Look through the listing for the string "layer" and copy out every line that holds it.
*** Opening of SUPPLIED MATERIAL ***
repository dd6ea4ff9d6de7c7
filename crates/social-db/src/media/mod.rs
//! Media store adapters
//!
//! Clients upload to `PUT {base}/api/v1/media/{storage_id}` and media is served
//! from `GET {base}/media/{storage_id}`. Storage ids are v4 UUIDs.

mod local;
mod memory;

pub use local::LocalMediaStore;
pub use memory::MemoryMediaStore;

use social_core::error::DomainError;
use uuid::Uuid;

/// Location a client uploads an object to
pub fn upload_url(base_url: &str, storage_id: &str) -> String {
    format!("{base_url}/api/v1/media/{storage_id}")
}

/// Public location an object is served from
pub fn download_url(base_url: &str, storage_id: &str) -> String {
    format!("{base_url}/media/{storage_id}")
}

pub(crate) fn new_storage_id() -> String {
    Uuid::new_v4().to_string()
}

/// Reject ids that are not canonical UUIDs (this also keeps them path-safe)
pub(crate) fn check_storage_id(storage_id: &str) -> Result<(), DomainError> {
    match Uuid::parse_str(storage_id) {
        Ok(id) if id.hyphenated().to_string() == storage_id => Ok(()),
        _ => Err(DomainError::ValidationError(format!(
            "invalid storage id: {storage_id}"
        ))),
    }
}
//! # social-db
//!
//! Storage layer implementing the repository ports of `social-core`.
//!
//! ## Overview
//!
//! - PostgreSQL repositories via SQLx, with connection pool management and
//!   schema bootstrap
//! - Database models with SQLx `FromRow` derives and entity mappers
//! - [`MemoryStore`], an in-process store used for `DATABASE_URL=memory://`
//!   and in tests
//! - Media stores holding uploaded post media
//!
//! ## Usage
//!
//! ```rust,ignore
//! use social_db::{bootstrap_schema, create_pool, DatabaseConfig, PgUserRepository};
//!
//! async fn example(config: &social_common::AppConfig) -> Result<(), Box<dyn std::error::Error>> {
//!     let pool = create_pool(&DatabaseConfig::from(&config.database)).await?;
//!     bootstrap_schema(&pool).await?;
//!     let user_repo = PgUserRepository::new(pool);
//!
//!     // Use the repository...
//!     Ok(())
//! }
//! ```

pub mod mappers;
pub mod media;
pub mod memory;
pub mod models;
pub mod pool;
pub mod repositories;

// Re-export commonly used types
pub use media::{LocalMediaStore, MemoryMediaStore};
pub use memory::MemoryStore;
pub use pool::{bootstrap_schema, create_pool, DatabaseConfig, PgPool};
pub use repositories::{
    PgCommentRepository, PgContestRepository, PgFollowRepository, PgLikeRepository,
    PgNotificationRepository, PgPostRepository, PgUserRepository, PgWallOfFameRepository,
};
*** Close of SUPPLIED MATERIAL ***
*** Opening of SUPPLIED MATERIAL ***
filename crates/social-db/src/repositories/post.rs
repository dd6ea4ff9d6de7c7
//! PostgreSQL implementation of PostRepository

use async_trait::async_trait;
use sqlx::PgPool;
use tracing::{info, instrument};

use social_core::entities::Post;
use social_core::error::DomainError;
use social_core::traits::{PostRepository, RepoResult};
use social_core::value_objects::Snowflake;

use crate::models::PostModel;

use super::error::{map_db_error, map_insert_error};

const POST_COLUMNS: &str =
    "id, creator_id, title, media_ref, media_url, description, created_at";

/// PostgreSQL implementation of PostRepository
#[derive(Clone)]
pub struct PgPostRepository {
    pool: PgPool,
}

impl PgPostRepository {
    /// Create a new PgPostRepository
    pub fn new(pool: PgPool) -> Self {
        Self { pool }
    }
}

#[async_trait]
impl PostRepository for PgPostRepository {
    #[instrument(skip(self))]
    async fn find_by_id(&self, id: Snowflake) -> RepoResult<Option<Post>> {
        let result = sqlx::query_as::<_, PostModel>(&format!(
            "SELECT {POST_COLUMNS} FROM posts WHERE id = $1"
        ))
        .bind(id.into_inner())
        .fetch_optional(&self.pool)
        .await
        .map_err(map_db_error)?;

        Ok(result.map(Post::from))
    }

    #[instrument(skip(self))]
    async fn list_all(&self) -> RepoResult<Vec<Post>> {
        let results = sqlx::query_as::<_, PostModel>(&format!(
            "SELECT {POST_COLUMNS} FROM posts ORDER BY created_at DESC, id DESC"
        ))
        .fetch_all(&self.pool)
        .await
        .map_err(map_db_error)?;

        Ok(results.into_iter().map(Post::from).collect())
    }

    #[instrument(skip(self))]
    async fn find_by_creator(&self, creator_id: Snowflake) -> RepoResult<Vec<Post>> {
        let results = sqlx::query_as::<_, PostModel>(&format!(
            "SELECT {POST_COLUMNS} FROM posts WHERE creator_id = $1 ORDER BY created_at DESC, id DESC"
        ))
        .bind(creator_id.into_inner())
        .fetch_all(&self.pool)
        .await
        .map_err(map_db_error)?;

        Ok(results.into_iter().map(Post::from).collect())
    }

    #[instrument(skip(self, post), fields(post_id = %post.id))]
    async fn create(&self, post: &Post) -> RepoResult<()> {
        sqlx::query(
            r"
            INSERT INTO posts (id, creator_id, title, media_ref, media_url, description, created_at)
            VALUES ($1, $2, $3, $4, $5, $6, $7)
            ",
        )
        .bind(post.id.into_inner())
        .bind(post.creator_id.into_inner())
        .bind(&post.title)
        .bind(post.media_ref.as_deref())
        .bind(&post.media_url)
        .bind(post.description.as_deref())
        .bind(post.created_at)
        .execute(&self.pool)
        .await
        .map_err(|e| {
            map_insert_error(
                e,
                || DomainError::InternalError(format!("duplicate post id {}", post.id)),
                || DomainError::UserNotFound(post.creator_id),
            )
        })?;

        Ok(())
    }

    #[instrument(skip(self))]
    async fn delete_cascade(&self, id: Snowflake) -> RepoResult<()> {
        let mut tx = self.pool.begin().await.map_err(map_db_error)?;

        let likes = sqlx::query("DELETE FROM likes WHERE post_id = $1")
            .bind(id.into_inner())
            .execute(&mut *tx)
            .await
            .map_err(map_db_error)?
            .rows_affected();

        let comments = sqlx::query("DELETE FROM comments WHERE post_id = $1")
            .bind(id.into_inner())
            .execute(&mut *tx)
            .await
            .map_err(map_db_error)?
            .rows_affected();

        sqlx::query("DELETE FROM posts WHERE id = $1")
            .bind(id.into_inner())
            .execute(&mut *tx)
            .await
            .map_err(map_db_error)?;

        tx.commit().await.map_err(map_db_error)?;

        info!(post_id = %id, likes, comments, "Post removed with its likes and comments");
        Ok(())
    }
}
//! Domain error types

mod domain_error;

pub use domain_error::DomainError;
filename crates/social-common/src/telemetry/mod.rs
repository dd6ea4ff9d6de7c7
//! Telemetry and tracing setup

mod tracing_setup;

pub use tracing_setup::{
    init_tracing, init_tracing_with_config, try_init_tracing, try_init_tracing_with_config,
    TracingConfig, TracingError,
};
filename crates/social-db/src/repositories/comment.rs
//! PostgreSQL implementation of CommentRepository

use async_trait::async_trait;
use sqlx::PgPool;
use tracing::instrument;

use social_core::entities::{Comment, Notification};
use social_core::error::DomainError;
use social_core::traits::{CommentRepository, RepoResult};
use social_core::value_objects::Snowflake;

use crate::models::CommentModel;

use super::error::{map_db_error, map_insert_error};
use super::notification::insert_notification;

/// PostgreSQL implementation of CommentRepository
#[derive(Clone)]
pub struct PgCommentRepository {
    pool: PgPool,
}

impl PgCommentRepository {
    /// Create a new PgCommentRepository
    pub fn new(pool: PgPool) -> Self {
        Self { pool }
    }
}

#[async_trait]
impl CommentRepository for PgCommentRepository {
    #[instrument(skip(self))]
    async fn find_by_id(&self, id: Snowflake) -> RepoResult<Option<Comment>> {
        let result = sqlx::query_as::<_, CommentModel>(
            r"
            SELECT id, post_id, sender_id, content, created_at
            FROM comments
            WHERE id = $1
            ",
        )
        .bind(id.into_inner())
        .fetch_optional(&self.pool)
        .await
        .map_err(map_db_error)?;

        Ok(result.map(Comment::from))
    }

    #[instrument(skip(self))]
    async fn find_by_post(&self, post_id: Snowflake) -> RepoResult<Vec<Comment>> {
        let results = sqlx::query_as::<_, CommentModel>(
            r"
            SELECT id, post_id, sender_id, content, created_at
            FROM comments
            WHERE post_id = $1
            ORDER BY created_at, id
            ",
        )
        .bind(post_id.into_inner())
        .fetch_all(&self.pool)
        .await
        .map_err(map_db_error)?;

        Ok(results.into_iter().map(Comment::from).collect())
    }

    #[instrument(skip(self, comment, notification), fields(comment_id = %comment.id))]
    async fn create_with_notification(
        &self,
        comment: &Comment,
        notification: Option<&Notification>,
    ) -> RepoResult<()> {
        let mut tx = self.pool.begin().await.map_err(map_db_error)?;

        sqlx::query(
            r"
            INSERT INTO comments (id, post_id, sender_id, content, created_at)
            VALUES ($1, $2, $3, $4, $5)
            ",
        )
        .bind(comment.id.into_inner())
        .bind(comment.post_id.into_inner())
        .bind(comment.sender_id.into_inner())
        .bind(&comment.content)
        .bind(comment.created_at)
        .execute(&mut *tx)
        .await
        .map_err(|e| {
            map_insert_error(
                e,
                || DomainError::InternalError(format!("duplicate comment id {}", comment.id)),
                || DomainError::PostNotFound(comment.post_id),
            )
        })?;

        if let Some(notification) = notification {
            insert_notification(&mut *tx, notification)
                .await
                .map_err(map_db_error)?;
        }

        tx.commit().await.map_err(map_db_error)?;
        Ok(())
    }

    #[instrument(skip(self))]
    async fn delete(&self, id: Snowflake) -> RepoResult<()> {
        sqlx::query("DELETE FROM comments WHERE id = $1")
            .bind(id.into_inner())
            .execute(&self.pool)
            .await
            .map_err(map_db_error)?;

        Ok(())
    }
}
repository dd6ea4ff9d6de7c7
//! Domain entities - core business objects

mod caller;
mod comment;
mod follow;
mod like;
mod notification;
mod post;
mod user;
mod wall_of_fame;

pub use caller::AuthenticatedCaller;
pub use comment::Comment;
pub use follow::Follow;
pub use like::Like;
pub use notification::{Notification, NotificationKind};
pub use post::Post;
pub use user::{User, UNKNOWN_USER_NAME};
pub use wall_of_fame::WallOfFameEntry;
*** Close of SUPPLIED MATERIAL ***
*** Opening of SUPPLIED MATERIAL ***
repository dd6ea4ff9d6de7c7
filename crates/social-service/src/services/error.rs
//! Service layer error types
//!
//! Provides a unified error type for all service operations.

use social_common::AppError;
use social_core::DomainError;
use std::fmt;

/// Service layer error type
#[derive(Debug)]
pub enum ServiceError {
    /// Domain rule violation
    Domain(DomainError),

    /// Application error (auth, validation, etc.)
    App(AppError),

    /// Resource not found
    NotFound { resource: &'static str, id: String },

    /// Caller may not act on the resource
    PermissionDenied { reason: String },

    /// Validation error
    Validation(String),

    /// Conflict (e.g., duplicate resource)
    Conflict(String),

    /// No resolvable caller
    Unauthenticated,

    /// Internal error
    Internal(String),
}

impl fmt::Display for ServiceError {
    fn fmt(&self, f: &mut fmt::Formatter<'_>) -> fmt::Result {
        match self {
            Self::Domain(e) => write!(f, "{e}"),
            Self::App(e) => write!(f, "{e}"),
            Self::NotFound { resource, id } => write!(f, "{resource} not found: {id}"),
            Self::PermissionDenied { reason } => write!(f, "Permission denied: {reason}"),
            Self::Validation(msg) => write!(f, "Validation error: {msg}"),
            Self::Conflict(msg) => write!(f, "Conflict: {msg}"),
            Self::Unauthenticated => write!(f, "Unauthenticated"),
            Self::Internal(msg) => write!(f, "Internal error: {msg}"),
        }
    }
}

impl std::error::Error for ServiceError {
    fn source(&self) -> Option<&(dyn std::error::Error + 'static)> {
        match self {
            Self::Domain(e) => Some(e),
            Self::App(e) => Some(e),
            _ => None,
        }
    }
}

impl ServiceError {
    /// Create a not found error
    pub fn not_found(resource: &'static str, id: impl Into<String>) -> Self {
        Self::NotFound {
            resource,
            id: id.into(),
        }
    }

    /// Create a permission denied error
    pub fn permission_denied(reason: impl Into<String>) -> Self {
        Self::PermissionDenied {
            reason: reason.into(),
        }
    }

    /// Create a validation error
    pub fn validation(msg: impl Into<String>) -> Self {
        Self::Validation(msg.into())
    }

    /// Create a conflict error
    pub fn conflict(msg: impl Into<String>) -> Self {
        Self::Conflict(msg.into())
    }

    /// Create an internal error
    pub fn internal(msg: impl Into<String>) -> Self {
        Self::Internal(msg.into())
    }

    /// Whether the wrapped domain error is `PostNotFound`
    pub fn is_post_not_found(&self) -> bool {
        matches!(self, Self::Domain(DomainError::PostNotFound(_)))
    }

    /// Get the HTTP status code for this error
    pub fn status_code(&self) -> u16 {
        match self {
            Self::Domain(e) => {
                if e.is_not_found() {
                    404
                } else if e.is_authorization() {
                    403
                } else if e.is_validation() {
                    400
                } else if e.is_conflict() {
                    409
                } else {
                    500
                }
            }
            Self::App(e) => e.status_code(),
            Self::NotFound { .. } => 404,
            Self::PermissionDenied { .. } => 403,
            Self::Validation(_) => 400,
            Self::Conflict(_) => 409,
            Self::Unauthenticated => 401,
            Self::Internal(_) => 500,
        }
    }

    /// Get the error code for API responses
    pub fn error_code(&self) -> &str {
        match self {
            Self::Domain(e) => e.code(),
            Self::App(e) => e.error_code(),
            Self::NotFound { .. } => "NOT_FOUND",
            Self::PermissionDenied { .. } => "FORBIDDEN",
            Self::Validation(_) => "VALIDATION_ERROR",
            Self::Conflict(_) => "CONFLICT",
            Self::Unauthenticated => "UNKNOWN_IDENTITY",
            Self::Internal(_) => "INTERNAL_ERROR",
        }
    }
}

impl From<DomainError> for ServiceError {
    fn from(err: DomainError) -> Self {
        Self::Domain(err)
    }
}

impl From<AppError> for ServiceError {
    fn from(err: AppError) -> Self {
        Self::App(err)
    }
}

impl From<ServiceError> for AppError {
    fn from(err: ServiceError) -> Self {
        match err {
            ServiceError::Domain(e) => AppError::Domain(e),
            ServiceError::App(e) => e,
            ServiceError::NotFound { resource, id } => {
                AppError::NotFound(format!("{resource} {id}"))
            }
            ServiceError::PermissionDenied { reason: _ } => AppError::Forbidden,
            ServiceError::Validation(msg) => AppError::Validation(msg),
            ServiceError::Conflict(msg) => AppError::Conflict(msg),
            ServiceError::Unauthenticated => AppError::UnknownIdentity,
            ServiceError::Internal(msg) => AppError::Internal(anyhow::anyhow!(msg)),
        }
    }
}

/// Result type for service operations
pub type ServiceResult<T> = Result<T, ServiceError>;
*** Close of SUPPLIED MATERIAL ***
§ **OUTPUT**
//! Storage layer implementing the repository ports of `social-core`.
//! Service layer error types
/// Service layer error type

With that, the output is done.